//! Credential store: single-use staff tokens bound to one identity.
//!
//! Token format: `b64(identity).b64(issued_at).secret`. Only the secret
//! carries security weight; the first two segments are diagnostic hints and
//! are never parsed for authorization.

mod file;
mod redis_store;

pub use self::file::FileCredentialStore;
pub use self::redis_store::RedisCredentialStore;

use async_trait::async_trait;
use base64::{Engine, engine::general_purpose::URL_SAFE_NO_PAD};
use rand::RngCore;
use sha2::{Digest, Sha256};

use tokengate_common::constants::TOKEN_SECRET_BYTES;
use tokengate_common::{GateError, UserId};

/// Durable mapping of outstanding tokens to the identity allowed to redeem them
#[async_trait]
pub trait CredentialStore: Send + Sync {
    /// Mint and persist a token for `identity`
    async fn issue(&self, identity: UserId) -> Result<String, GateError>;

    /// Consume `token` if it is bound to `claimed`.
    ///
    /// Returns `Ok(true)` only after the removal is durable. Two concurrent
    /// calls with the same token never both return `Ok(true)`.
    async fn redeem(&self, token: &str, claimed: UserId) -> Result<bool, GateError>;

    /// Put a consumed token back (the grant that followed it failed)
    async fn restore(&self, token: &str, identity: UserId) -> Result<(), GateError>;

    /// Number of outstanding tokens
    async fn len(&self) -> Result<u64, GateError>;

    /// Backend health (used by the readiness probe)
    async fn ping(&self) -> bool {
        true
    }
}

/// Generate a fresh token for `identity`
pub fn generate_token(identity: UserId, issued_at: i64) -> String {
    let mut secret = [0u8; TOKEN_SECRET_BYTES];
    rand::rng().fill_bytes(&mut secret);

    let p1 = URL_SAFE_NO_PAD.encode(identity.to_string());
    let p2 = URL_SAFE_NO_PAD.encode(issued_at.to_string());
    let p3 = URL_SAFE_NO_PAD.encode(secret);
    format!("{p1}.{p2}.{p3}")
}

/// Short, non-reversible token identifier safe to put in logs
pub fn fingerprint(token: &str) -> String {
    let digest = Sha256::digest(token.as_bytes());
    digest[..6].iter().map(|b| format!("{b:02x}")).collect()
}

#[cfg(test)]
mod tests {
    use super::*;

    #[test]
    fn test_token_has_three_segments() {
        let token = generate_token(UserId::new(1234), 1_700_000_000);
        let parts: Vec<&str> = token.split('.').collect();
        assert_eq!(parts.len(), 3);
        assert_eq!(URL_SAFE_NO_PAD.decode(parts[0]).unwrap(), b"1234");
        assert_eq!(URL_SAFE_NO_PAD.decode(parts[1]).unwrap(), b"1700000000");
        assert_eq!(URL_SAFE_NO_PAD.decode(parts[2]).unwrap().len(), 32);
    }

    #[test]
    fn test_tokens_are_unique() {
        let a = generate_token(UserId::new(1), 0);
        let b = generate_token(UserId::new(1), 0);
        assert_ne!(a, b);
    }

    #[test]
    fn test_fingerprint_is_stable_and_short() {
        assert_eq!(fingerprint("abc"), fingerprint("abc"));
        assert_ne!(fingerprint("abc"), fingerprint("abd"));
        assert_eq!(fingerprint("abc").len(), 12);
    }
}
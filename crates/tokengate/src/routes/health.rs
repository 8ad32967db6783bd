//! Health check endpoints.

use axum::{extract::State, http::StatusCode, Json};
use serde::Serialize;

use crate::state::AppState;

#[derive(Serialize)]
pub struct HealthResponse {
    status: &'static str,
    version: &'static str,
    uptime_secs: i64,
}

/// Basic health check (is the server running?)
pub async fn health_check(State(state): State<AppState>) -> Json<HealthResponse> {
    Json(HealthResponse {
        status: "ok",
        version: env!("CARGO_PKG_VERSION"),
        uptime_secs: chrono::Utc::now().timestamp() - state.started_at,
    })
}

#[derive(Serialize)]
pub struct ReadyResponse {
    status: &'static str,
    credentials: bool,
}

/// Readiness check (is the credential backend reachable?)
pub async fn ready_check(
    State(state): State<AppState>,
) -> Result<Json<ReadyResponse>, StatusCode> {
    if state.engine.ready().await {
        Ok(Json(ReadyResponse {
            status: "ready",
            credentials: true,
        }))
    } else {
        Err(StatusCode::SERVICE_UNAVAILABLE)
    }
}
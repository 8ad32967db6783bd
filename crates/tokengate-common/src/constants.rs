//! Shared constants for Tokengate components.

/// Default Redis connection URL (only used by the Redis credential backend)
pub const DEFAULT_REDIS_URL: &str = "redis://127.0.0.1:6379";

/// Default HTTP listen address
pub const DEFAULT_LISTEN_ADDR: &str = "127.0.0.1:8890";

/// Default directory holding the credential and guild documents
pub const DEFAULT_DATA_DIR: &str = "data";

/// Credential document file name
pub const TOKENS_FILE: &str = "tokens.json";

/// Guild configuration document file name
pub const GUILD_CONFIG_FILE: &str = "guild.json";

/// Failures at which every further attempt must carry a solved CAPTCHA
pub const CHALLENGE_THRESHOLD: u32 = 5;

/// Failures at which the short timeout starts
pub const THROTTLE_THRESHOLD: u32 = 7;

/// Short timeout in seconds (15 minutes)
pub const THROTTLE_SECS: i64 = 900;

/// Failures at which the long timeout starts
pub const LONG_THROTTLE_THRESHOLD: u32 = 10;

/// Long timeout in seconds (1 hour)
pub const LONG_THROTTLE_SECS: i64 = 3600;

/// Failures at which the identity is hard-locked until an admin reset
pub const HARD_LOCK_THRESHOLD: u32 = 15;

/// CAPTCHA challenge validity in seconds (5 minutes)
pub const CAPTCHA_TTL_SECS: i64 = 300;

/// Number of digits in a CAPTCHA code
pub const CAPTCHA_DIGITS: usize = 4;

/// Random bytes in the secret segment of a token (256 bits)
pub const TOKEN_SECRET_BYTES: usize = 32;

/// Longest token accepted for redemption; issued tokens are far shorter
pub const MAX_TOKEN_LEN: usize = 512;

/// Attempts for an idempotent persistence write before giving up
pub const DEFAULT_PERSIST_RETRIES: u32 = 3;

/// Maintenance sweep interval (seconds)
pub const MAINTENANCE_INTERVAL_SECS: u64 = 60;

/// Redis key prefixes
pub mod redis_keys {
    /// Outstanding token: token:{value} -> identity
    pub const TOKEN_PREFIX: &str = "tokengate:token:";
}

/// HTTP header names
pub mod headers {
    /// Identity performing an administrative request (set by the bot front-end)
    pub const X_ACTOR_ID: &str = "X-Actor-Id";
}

* * *

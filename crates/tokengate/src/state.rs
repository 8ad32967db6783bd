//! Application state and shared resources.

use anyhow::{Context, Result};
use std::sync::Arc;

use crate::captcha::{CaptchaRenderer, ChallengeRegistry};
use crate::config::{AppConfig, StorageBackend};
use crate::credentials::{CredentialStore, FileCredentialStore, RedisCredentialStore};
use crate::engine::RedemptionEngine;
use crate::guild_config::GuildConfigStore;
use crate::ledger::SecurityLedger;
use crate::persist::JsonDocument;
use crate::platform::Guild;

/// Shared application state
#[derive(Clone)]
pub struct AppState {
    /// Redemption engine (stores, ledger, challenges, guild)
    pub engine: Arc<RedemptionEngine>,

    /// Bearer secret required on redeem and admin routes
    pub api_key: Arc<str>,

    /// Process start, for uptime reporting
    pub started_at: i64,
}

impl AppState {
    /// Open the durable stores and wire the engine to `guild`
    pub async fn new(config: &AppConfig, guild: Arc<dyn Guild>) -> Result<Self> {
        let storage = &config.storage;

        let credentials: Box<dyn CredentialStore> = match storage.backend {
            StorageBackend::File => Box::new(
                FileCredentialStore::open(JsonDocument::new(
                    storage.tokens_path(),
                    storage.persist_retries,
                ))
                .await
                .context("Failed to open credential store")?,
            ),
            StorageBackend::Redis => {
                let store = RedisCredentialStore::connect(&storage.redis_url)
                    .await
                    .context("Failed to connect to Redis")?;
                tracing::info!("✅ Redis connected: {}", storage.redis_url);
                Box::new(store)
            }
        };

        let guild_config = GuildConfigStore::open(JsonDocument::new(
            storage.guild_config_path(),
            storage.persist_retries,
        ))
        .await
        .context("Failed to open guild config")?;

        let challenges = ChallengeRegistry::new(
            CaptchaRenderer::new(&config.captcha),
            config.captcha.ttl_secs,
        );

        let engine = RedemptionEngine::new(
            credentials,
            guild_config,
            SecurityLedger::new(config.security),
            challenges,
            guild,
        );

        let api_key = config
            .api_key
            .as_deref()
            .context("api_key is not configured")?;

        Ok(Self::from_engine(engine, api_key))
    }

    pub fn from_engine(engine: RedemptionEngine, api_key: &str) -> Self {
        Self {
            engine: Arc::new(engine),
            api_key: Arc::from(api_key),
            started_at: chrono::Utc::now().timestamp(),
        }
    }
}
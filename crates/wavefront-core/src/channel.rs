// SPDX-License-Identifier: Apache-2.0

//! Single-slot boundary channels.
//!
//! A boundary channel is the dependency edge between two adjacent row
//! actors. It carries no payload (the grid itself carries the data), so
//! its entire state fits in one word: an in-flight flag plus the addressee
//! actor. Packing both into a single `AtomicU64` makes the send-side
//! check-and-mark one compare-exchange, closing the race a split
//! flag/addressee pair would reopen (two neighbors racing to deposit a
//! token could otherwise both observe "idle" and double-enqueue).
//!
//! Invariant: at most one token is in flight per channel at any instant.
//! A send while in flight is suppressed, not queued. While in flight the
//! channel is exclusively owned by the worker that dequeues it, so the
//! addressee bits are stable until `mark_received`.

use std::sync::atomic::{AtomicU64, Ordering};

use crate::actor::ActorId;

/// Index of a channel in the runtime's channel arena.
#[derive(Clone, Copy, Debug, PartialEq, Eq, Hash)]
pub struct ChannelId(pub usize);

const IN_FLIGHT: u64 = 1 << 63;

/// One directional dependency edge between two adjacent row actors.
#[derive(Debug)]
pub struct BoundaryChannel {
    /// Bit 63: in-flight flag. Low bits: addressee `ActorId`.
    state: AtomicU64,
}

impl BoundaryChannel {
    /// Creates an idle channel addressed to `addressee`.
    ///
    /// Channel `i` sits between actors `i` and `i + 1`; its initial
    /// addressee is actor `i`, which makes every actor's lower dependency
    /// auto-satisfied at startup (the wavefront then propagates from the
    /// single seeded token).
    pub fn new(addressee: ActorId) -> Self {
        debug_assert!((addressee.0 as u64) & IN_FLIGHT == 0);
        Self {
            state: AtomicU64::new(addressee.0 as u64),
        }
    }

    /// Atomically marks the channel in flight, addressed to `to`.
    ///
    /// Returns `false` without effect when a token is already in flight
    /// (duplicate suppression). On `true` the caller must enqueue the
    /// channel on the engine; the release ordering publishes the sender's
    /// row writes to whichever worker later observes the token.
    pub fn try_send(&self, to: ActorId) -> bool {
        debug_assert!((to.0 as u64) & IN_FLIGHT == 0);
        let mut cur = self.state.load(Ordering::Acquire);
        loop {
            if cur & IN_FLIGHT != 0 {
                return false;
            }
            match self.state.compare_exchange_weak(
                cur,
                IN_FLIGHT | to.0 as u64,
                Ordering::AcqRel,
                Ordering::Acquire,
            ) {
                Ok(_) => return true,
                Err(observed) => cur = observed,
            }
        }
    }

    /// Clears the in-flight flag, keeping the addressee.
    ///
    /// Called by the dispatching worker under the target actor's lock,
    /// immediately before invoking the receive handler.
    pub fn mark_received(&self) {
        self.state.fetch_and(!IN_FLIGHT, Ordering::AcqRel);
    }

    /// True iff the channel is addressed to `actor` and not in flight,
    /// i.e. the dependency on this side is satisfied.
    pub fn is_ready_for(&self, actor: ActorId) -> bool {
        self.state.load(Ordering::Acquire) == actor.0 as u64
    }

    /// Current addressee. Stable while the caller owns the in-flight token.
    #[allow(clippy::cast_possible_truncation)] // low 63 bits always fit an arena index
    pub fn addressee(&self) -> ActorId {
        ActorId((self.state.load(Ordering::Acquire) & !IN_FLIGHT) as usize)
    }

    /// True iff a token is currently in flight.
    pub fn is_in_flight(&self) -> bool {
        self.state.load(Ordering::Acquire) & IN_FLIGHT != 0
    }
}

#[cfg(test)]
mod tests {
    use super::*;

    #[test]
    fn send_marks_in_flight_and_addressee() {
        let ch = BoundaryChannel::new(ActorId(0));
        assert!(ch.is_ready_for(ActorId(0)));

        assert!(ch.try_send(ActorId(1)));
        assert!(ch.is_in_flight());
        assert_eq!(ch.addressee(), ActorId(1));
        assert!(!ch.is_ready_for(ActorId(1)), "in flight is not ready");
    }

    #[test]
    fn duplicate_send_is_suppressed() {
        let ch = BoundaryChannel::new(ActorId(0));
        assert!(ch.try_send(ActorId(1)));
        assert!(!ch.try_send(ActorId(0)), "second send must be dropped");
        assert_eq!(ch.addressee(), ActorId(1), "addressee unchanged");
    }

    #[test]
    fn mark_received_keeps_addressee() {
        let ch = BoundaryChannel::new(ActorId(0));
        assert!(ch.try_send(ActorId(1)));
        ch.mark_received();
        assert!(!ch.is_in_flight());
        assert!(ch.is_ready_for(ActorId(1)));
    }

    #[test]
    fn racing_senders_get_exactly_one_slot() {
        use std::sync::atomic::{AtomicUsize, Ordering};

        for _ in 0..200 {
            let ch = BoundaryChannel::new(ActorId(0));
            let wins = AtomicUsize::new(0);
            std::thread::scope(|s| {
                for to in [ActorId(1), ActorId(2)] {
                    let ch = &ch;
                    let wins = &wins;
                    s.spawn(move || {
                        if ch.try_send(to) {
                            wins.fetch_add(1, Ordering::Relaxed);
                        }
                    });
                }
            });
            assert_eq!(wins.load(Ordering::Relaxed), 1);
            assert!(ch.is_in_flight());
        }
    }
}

* * *

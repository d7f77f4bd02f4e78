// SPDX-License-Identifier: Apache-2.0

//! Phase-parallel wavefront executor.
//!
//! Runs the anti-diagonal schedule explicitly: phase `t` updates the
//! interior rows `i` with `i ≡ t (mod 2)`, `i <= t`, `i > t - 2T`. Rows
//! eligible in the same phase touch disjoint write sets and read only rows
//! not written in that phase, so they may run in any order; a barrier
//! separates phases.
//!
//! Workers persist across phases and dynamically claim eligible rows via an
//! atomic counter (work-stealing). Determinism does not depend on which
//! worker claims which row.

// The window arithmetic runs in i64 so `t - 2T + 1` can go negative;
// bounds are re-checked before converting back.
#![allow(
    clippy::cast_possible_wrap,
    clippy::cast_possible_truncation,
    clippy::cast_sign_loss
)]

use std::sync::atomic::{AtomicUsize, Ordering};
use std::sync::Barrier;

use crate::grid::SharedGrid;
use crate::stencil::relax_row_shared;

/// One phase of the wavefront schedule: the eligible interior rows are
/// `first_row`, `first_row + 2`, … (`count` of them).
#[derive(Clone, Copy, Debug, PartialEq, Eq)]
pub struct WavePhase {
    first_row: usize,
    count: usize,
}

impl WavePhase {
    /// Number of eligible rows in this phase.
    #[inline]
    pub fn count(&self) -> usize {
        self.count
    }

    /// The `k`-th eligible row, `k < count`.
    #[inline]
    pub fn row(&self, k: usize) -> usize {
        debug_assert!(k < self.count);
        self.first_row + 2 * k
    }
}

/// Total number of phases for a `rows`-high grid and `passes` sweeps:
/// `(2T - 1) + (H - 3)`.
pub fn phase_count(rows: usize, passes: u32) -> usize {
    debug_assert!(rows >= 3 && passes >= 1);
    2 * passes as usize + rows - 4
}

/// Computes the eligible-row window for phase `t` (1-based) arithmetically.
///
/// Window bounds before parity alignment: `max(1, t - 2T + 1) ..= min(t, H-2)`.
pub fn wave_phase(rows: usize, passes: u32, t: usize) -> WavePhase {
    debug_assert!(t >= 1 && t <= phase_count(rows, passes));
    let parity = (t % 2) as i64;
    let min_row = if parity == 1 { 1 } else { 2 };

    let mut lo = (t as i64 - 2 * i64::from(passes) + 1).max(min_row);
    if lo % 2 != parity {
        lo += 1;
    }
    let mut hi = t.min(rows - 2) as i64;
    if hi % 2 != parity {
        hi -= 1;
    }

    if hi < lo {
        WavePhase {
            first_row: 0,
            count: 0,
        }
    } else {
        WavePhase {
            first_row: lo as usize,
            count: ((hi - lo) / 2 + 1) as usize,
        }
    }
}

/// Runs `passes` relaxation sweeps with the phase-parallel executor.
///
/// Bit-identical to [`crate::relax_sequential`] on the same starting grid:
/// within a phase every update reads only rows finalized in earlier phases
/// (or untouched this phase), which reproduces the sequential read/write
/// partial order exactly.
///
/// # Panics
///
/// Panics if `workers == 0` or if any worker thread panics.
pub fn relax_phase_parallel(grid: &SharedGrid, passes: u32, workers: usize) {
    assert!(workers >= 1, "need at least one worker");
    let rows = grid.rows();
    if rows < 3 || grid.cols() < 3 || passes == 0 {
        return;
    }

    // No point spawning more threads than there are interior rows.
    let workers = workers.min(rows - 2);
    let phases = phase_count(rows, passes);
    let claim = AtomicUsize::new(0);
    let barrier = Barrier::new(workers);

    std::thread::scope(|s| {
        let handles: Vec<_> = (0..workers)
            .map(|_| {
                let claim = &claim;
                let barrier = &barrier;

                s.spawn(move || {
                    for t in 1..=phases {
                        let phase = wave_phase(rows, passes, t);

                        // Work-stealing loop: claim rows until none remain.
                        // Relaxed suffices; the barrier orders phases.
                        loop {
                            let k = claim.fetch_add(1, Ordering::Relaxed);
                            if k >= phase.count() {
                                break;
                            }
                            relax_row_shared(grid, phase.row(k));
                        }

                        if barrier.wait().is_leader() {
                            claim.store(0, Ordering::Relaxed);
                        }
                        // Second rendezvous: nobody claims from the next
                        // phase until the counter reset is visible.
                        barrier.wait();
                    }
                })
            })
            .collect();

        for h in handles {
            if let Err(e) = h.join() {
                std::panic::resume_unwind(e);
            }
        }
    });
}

* * *

* WHAT YOU WILL DO: Copy down each line in the entries that has the word "WavePhase".

* OUTPUT FOR THIS TASK:
pub struct WavePhase {
impl WavePhase {
pub fn wave_phase(rows: usize, passes: u32, t: usize) -> WavePhase {
        WavePhase {
        WavePhase {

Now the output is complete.